OnceMoreIntoTheBreachDearFriends ·
19/01/2026 17:20
40 years old, no children - last relationship was a short one with someone who had been an acquaintance for many years... part of the reason it ended was because we knew each other already and didn't really make much of an effort- most of the time was just spent at mine and I'd cook and watch TV and have an early night - we started to get on each other's nerves as it just felt so mundane so quickly.
I've now been chatting for a while to someone I've known since school, not close friends for years but we know each other's families and friends etc. (small town syndrome!). Also other reasons I've previously written about as to why I wasn't sure about going there. Had a coffee at mine Friday, drinks at mine Saturday and he quickly called round yesterday. (we kissed a couple of times but that's all)

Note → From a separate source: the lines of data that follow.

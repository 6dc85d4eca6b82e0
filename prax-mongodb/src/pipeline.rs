//! Aggregation pipeline construction.
//!
//! [`Pipeline`] accumulates stages in order; [`stages`] and
//! [`accumulators`] build the individual documents.

use bson::{Bson, Document, doc};

/// An ordered list of aggregation stages.
///
/// # Example
///
/// ```rust
/// use bson::doc;
/// use prax_mongodb::pipeline::Pipeline;
///
/// let pipeline = Pipeline::new()
///     .match_stage(doc! { "status": "active" })
///     .sort(doc! { "Year": -1 })
///     .limit(10);
///
/// assert_eq!(pipeline.len(), 3);
/// assert_eq!(pipeline.stages()[2], doc! { "$limit": 10_i64 });
/// ```
#[derive(Debug, Clone, Default, PartialEq)]
pub struct Pipeline {
    stages: Vec<Document>,
}

impl Pipeline {
    /// Create an empty pipeline.
    pub fn new() -> Self {
        Self::default()
    }

    /// Add an arbitrary stage.
    pub fn add_stage(mut self, stage: Document) -> Self {
        self.stages.push(stage);
        self
    }

    /// Add a stage in place.
    pub fn push(&mut self, stage: Document) {
        self.stages.push(stage);
    }

    /// Add a $match stage. Empty filters are skipped.
    pub fn match_stage(self, filter: Document) -> Self {
        if filter.is_empty() {
            return self;
        }
        self.add_stage(stages::match_stage(filter))
    }

    /// Add a $project stage.
    pub fn project(self, projection: Document) -> Self {
        self.add_stage(stages::project(projection))
    }

    /// Add a $sort stage.
    pub fn sort(self, sort: Document) -> Self {
        self.add_stage(stages::sort(sort))
    }

    /// Add a $skip stage.
    pub fn skip(self, n: i64) -> Self {
        self.add_stage(stages::skip(n))
    }

    /// Add a $limit stage.
    pub fn limit(self, n: i64) -> Self {
        self.add_stage(stages::limit(n))
    }

    /// Stages in order.
    pub fn stages(&self) -> &[Document] {
        &self.stages
    }

    /// Last stage, if any.
    pub fn last(&self) -> Option<&Document> {
        self.stages.last()
    }

    /// Number of stages.
    pub fn len(&self) -> usize {
        self.stages.len()
    }

    /// Check if the pipeline has no stages.
    pub fn is_empty(&self) -> bool {
        self.stages.is_empty()
    }

    /// Consume into the stage list.
    pub fn into_stages(self) -> Vec<Document> {
        self.stages
    }
}

impl From<Pipeline> for Vec<Document> {
    fn from(pipeline: Pipeline) -> Self {
        pipeline.stages
    }
}

/// Operator name of a stage (`"$match"` for `{ $match: .. }`).
pub fn stage_name(stage: &Document) -> Option<&str> {
    stage.keys().next().map(String::as_str)
}

/// Helper functions for common aggregation stages.
pub mod stages {
    use super::*;

    /// Create a $match stage.
    pub fn match_stage(filter: Document) -> Document {
        doc! { "$match": filter }
    }

    /// A $match stage no document satisfies.
    pub fn match_none() -> Document {
        doc! { "$match": { "$expr": false } }
    }

    /// Create a $project stage.
    pub fn project(fields: Document) -> Document {
        doc! { "$project": fields }
    }

    /// Create a $group stage.
    pub fn group(id: impl Into<Bson>, accumulators: Document) -> Document {
        let mut group_doc = doc! { "_id": id.into() };
        group_doc.extend(accumulators);
        doc! { "$group": group_doc }
    }

    /// Create a $sort stage.
    pub fn sort(fields: Document) -> Document {
        doc! { "$sort": fields }
    }

    /// Create a $limit stage.
    pub fn limit(n: i64) -> Document {
        doc! { "$limit": n }
    }

    /// Create a $skip stage.
    pub fn skip(n: i64) -> Document {
        doc! { "$skip": n }
    }

    /// Create a $count stage.
    pub fn count(field: impl Into<String>) -> Document {
        doc! { "$count": field.into() }
    }

    /// Create an $addFields stage.
    pub fn add_fields(fields: Document) -> Document {
        doc! { "$addFields": fields }
    }

    /// Create an $unset stage.
    pub fn unset(fields: Vec<&str>) -> Document {
        if fields.len() == 1 {
            doc! { "$unset": fields[0] }
        } else {
            doc! { "$unset": fields }
        }
    }

    /// Create a $replaceRoot stage.
    pub fn replace_root(new_root: impl Into<Bson>) -> Document {
        doc! { "$replaceRoot": { "newRoot": new_root.into() } }
    }

    /// Create a $vectorSearch stage from its body.
    pub fn vector_search(body: Document) -> Document {
        doc! { "$vectorSearch": body }
    }

    /// `{ $meta: "vectorSearchScore" }`.
    pub fn vector_search_score() -> Bson {
        Bson::Document(doc! { "$meta": "vectorSearchScore" })
    }
}

/// Aggregation accumulators for use in $group stages.
pub mod accumulators {
    use bson::{Bson, doc};

    /// Sum accumulator.
    pub fn sum(expr: impl Into<Bson>) -> Bson {
        Bson::Document(doc! { "$sum": expr.into() })
    }

    /// Average accumulator.
    pub fn avg(expr: impl Into<Bson>) -> Bson {
        Bson::Document(doc! { "$avg": expr.into() })
    }

    /// Minimum accumulator.
    pub fn min(expr: impl Into<Bson>) -> Bson {
        Bson::Document(doc! { "$min": expr.into() })
    }

    /// Maximum accumulator.
    pub fn max(expr: impl Into<Bson>) -> Bson {
        Bson::Document(doc! { "$max": expr.into() })
    }

    /// First accumulator.
    pub fn first(expr: impl Into<Bson>) -> Bson {
        Bson::Document(doc! { "$first": expr.into() })
    }

    /// Count accumulator.
    pub fn count() -> Bson {
        Bson::Document(doc! { "$sum": 1 })
    }
}

#[cfg(test)]
mod tests {
    use super::*;
    use pretty_assertions::assert_eq;

    #[test]
    fn test_pipeline_builder() {
        let pipeline = Pipeline::new()
            .match_stage(doc! { "status": "active" })
            .match_stage(doc! {})
            .project(doc! { "name": 1 })
            .skip(5);

        assert_eq!(pipeline.len(), 3);
        let names: Vec<_> = pipeline.stages().iter().filter_map(stage_name).collect();
        assert_eq!(names, vec!["$match", "$project", "$skip"]);
    }

    #[test]
    fn test_stages_helpers() {
        let group_doc = stages::group(Bson::Null, doc! { "_v": accumulators::sum("$Total") });
        assert_eq!(
            group_doc,
            doc! { "$group": { "_id": null, "_v": { "$sum": "$Total" } } }
        );

        assert_eq!(stages::count("_v"), doc! { "$count": "_v" });
        assert_eq!(
            stages::replace_root("$_id"),
            doc! { "$replaceRoot": { "newRoot": "$_id" } }
        );
        assert_eq!(stages::unset(vec!["__sort0"]), doc! { "$unset": "__sort0" });
        assert_eq!(stages::match_none(), doc! { "$match": { "$expr": false } });
    }

    #[test]
    fn test_accumulators() {
        let avg = accumulators::avg("$price");
        assert!(avg.as_document().unwrap().contains_key("$avg"));

        let count = accumulators::count();
        assert_eq!(count.as_document().unwrap().get_i32("$sum").unwrap(), 1);
    }

    #[test]
    fn test_vector_search_score_meta() {
        let stage = stages::add_fields(doc! { "__score": stages::vector_search_score() });
        assert_eq!(
            stage,
            doc! { "$addFields": { "__score": { "$meta": "vectorSearchScore" } } }
        );
    }
}
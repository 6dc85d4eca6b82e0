//! Provider and connection configuration.
//!
//! Settings come from code through [`MongoConfig::builder`] or from a TOML
//! file with a `[provider]` and a `[mongodb]` table:
//!
//! ```toml
//! [provider]
//! thread_safety_checks = true
//! sensitive_data_logging = false
//! query_cache_capacity = 500
//!
//! [mongodb]
//! uri = "${MONGODB_URI:-mongodb://localhost:27017}"
//! database = "cinema"
//! connect_timeout = 5
//! read_preference = "secondary_preferred"
//! ```
//!
//! `${NAME}` is replaced by the environment variable `NAME` before parsing;
//! `${NAME:-fallback}` uses `fallback` when it is unset. Timeouts are in
//! seconds.

use std::path::Path;
use std::time::Duration;

use mongodb::options::{ClientOptions, SelectionCriteria};
use serde::{Deserialize, Serialize};
use tracing::debug;

use crate::error::{MongoError, MongoResult};

const DEFAULT_URI: &str = "mongodb://localhost:27017";

/// Connection settings.
#[derive(Debug, Clone, PartialEq, Serialize, Deserialize)]
#[serde(default)]
pub struct MongoConfig {
    /// MongoDB connection URI.
    pub uri: String,
    /// Database name.
    pub database: String,
    /// Application name (shown in server logs).
    pub app_name: Option<String>,
    /// Minimum connection pool size.
    pub min_pool_size: Option<u32>,
    /// Maximum connection pool size.
    pub max_pool_size: Option<u32>,
    /// Maximum idle time for connections.
    #[serde(with = "duration_secs")]
    pub max_idle_time: Option<Duration>,
    /// Connection timeout.
    #[serde(with = "duration_secs")]
    pub connect_timeout: Option<Duration>,
    /// Server selection timeout.
    #[serde(with = "duration_secs")]
    pub server_selection_timeout: Option<Duration>,
    /// Read preference.
    pub read_preference: Option<ReadPreference>,
    /// Retry reads.
    pub retry_reads: Option<bool>,
    /// Direct connection (bypass replica set discovery).
    pub direct_connection: Option<bool>,
}

/// MongoDB read preference.
#[derive(Debug, Clone, Copy, PartialEq, Eq, Default, Serialize, Deserialize)]
#[serde(rename_all = "snake_case")]
pub enum ReadPreference {
    /// Read from primary only.
    #[default]
    Primary,
    /// Read from primary preferred, fallback to secondary.
    PrimaryPreferred,
    /// Read from secondary only.
    Secondary,
    /// Read from secondary preferred, fallback to primary.
    SecondaryPreferred,
    /// Read from nearest member.
    Nearest,
}

impl ReadPreference {
    fn to_driver(self) -> mongodb::options::ReadPreference {
        use mongodb::options::ReadPreference as Driver;
        match self {
            Self::Primary => Driver::Primary,
            Self::PrimaryPreferred => Driver::PrimaryPreferred {
                options: Default::default(),
            },
            Self::Secondary => Driver::Secondary {
                options: Default::default(),
            },
            Self::SecondaryPreferred => Driver::SecondaryPreferred {
                options: Default::default(),
            },
            Self::Nearest => Driver::Nearest {
                options: Default::default(),
            },
        }
    }
}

He's now wanting to know when we can see me again - fair enough but I'm really busy this week and was only free tomorrow or Sunday. Tomorrow he's meant to be at football but has now decided to cancel so he can see me - despite me saying I don't want him disrupting his normal life for me and I can wait! (I also have ASD and need a fair bit of my own space especially with a stressful job). He has said we will go out on a proper date which is what I wanted but it all feels a bit quick.
I've been burned before more than once when jumping straight into a relationship but I feel like me pushing back a bit is going the wrong way about it and I'm pushing him away instead! I just can't seem to get my point across but I think it might be me! I do struggle with being assertive in general so maybe it's that but it all just feels a bit much!